What you need to do –
Only the lines from the top of the data through the one with "pub fn add_component(&mut" are to be written out, each exactly as it stands.
[Given data]
impl DesignDB {
    pub fn new() -> Self {
        Self {
            components: Vec::new(),
            pins: Vec::new(),
            links: Vec::new(),
            name_map: HashMap::new(),
        }
    }

    pub fn add_component(&mut self, name: &str, kind: ComponentKind, center: Vec2) -> ComponentId {
        assert!(
            !self.name_map.contains_key(name),
            "component name '{}' already in use",
            name
        );
        let id = ComponentId::new(self.components.len());
        self.components.push(Some(ComponentData {
            name: name.to_string(),
            kind,
            center,
            rot: Rotation::default(),
            hsize: 0,
            vsize: 0,
            pins: Vec::new(),
            collision: false,
        }));
        self.name_map.insert(name.to_string(), id);

        let pin_names: &[&str] = match self.component(id).kind {
            ComponentKind::Clock => &["clock_out"],
            ComponentKind::Control { .. } => &["clock_in", "ctrl_reg"],
            ComponentKind::Register { .. } => &["ctrl_in", "reg_in", "reg_out"],
            ComponentKind::Alu { .. } => &["ctrl_in", "reg1_in", "reg2_in", "alu_out"],
            ComponentKind::Blockage { .. } => &[],
        };
        for pin_name in pin_names {
            self.add_pin(id, pin_name);
        }
        self.refresh_geometry(id);
        log::debug!("added component '{}' as {:?}", name, id);
        id
    }

    /// Frees the component and every pin it owns. Links touching those pins
    /// must already be gone.
    pub fn remove_component(&mut self, id: ComponentId) {
        let comp = self.components[id.index()]
            .take()
            .unwrap_or_else(|| panic!("{:?} is not live", id));
        for pin in &comp.pins {
            assert!(
                self.links_touching(*pin).is_empty(),
                "removing {:?} while a link still uses pin {:?}",
                id,
                pin
            );
            self.pins[pin.index()] = None;
        }
        self.name_map.remove(&comp.name);
        log::debug!("removed component '{}' ({:?})", comp.name, id);
    }

    pub fn add_pin(&mut self, owner: ComponentId, name: &str) -> PinId {
        let pin = PinId::new(self.pins.len());
        self.pins.push(Some(PinData {
            name: name.to_string(),
            owner,
            offset: None,
        }));
        self.component_mut(owner).pins.push(pin);
        pin
    }

    pub fn add_link(&mut self, a: PinId, b: PinId, class: NetClass) -> LinkId {
        let id = LinkId::new(self.links.len());
        self.links.push(Some(LinkData {
            a,
            b,
            class,
            path: None,
        }));
        id
    }

    pub fn remove_link(&mut self, id: LinkId) {
        let slot = &mut self.links[id.index()];
        assert!(slot.is_some(), "{:?} is not live", id);
        *slot = None;
    }

    /// Detaches and frees every link ending on one of the given pins.
    /// Returns how many links were removed.
    pub fn remove_links_touching(&mut self, pins: &[PinId]) -> usize {
        let mut removed = 0;
        for slot in &mut self.links {
            if let Some(link) = slot
                && (pins.contains(&link.a) || pins.contains(&link.b))
            {
                *slot = None;
                removed += 1;
            }
        }
        removed
    }

    pub fn links_touching(&self, pin: PinId) -> Vec<LinkId> {
        self.iter_links()
            .filter(|(_, l)| l.a == pin || l.b == pin)
            .map(|(id, _)| id)
            .collect()
    }

    /// Re-derives half-extents and pin offsets from the component's kind.
    /// Must run after any sizing parameter changes.
    pub fn refresh_geometry(&mut self, id: ComponentId) {
        let comp = self.component(id);
        let (h, v) = comp.kind.half_extents();
        let offsets: Vec<(PinId, Vec2)> = match comp.kind {
            ComponentKind::Clock => vec![(comp.pins[0], Vec2::new(0, v))],
            ComponentKind::Control { nalus, .. } => {
                let mut out = vec![
                    (comp.pins[0], Vec2::new(-h, 0)),
                    (comp.pins[1], Vec2::new(-h + 2, v)),
                ];
                for i in 0..nalus {
                    let x = ((i + 1) * h * 2) / (nalus + 1);
                    out.push((comp.pins[2 + i as usize], Vec2::new(-h + 4 + x, v)));
                }
                out
            }
            ComponentKind::Register { .. } => vec![
                (comp.pins[0], Vec2::new(-h, 0)),
                (comp.pins[1], Vec2::new(0, -v)),
                (comp.pins[2], Vec2::new(0, v)),
            ],
            ComponentKind::Alu { .. } => {
                let x = 1 + h / 2;
                vec![
                    (comp.pins[0], Vec2::new(h, 0)),
                    (comp.pins[1], Vec2::new(-x, -v)),
                    (comp.pins[2], Vec2::new(x, -v)),
                    (comp.pins[3], Vec2::new(0, v)),
                ]
            }
            ComponentKind::Blockage { .. } => Vec::new(),
        };
        let comp = self.component_mut(id);
        comp.hsize = h;
        comp.vsize = v;
        for (pin, offset) in offsets {
            self.pin_mut(pin).offset = Some(offset);
        }
    }

    pub fn set_kind(&mut self, id: ComponentId, kind: ComponentKind) {
        self.component_mut(id).kind = kind;
        self.refresh_geometry(id);
    }

    /// Grows the control unit by one per-ALU control pin.
    pub fn control_add_alu_pin(&mut self, control: ComponentId) -> PinId {
        let nalus = match self.component(control).kind {
            ComponentKind::Control { nalus, .. } => nalus,
            ref k => panic!("control_add_alu_pin on {:?}", k),
        };
        let pin = self.add_pin(control, &format!("ctrl_alu{}", nalus));
        match &mut self.component_mut(control).kind {
            ComponentKind::Control { nalus, .. } => *nalus += 1,
            _ => unreachable!(),
        }
        self.refresh_geometry(control);
        pin
    }

    /// Inverse of `control_add_alu_pin`. The pin's links must already be gone.
    pub fn control_pop_alu_pin(&mut self, control: ComponentId) {
        match &mut self.component_mut(control).kind {
            ComponentKind::Control { nalus, .. } => {
                assert!(*nalus >= 1, "control unit has no ALU pins left");
                *nalus -= 1;
            }
            k => panic!("control_pop_alu_pin on {:?}", k),
        }
        let pin = self
            .component_mut(control)
            .pins
            .pop()
            .unwrap_or_else(|| panic!("control unit pin list empty"));
        assert!(
            self.links_touching(pin).is_empty(),
            "popping control pin {:?} while a link still uses it",
            pin
        );
        self.pins[pin.index()] = None;
        self.refresh_geometry(control);
    }

    /// World-frame position of a pin, or None when it has no local offset.
    pub fn pin_position(&self, pin: PinId) -> Option<Vec2> {
        let data = self.pin(pin);
        let comp = self.component(data.owner);
        data.offset.map(|o| comp.center + comp.rot.apply(o))
    }

    pub fn find_pin(&self, comp: ComponentId, name: &str) -> PinId {
        *self
            .component(comp)
            .pins
            .iter()
            .find(|&&p| self.pin(p).name == name)
            .unwrap_or_else(|| panic!("{:?} has no pin '{}'", comp, name))
    }

    pub fn component_by_name(&self, name: &str) -> Option<ComponentId> {
        self.name_map.get(name).copied()
    }

    pub fn component(&self, id: ComponentId) -> &ComponentData {
        self.components[id.index()]
            .as_ref()
            .unwrap_or_else(|| panic!("{:?} is not live", id))
    }

    pub fn component_mut(&mut self, id: ComponentId) -> &mut ComponentData {
        self.components[id.index()]
            .as_mut()
            .unwrap_or_else(|| panic!("{:?} is not live", id))
    }

    pub fn pin(&self, id: PinId) -> &PinData {
        self.pins[id.index()]
            .as_ref()
            .unwrap_or_else(|| panic!("{:?} is not live", id))
    }

    pub fn pin_mut(&mut self, id: PinId) -> &mut PinData {
        self.pins[id.index()]
            .as_mut()
            .unwrap_or_else(|| panic!("{:?} is not live", id))
    }

    pub fn link(&self, id: LinkId) -> &LinkData {
        self.links[id.index()]
            .as_ref()
            .unwrap_or_else(|| panic!("{:?} is not live", id))
    }

    pub fn link_mut(&mut self, id: LinkId) -> &mut LinkData {
        self.links[id.index()]
            .as_mut()
            .unwrap_or_else(|| panic!("{:?} is not live", id))
    }

    pub fn iter_components(&self) -> impl Iterator<Item = (ComponentId, &ComponentData)> {
        self.components
            .iter()
            .enumerate()
            .filter_map(|(i, slot)| slot.as_ref().map(|c| (ComponentId::new(i), c)))
    }

    pub fn iter_links(&self) -> impl Iterator<Item = (LinkId, &LinkData)> {
        self.links
            .iter()
            .enumerate()
            .filter_map(|(i, slot)| slot.as_ref().map(|l| (LinkId::new(i), l)))
    }

    pub fn live_component_ids(&self) -> Vec<ComponentId> {
        self.iter_components().map(|(id, _)| id).collect()
    }

    pub fn live_link_ids(&self) -> Vec<LinkId> {
        self.iter_links().map(|(id, _)| id).collect()
    }

    pub fn num_components(&self) -> usize {
        self.iter_components().count()
    }

    pub fn num_links(&self) -> usize {
        self.iter_links().count()
    }
}
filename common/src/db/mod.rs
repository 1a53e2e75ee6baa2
pub mod command;
pub mod core;
pub mod indices;
pub mod parser;
pub mod rect;
pub mod rotation;
pub mod vec2;

pub use rect::Rect;
pub use rotation::Rotation;
pub use vec2::{Dir, Vec2};
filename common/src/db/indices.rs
use std::fmt::Debug;

macro_rules! define_index {
    ($name:ident) => {
        #[derive(Clone, Copy, PartialEq, Eq, Hash, PartialOrd, Ord)]
        #[repr(transparent)]
        pub struct $name(pub u32);

        impl $name {
            #[inline(always)]
            pub fn new(id: usize) -> Self {
                Self(id as u32)
            }
            #[inline(always)]
            pub fn index(&self) -> usize {
                self.0 as usize
            }
        }

        impl Debug for $name {
            fn fmt(&self, f: &mut std::fmt::Formatter<'_>) -> std::fmt::Result {
                write!(f, "{}({})", stringify!($name), self.0)
            }
        }
    };
}

define_index!(ComponentId);
define_index!(PinId);
define_index!(LinkId);
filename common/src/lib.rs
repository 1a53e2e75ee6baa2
pub mod db;
pub mod geom;
pub mod util;
use crate::geom::Vec2;
use thiserror::Error;

/// Discrete edit from the input collaborator. Every command triggers a full
/// recompute before the apply call returns.
#[derive(Clone, Debug, PartialEq, Eq)]
pub enum EditCommand {
    Reset,
    SetDataWidth(i64),
    SetNumRegs(i64),
    SetNumAlus(i64),
    AddAlu,
    RemoveAlu,
    Move { name: String, to: Vec2 },
    Rotate { name: String },
    AddBlockage { name: String, center: Vec2, hsize: i32, vsize: i32 },
    Remove { name: String },
    Recompute,
}

/// Command-boundary rejection. The layout is left untouched; this is user
/// input being refused, not a broken invariant.
#[derive(Debug, Error, PartialEq, Eq)]
pub enum EditError {
    #[error("no component named '{0}'")]
    UnknownComponent(String),
    #[error("component name '{0}' already in use")]
    DuplicateName(String),
    #[error("'{0}' is part of the circuit and cannot be removed by name")]
    NotRemovable(String),
    #[error("blockage half-extents must be non-negative, got ({0}, {1})")]
    BadExtent(i32, i32),
}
[/Given data]
Result of the exercise –
impl DesignDB {
    pub fn new() -> Self {
        Self {
            components: Vec::new(),
            pins: Vec::new(),
            links: Vec::new(),
            name_map: HashMap::new(),
        }
    }

    pub fn add_component(&mut self, name: &str, kind: ComponentKind, center: Vec2) -> ComponentId {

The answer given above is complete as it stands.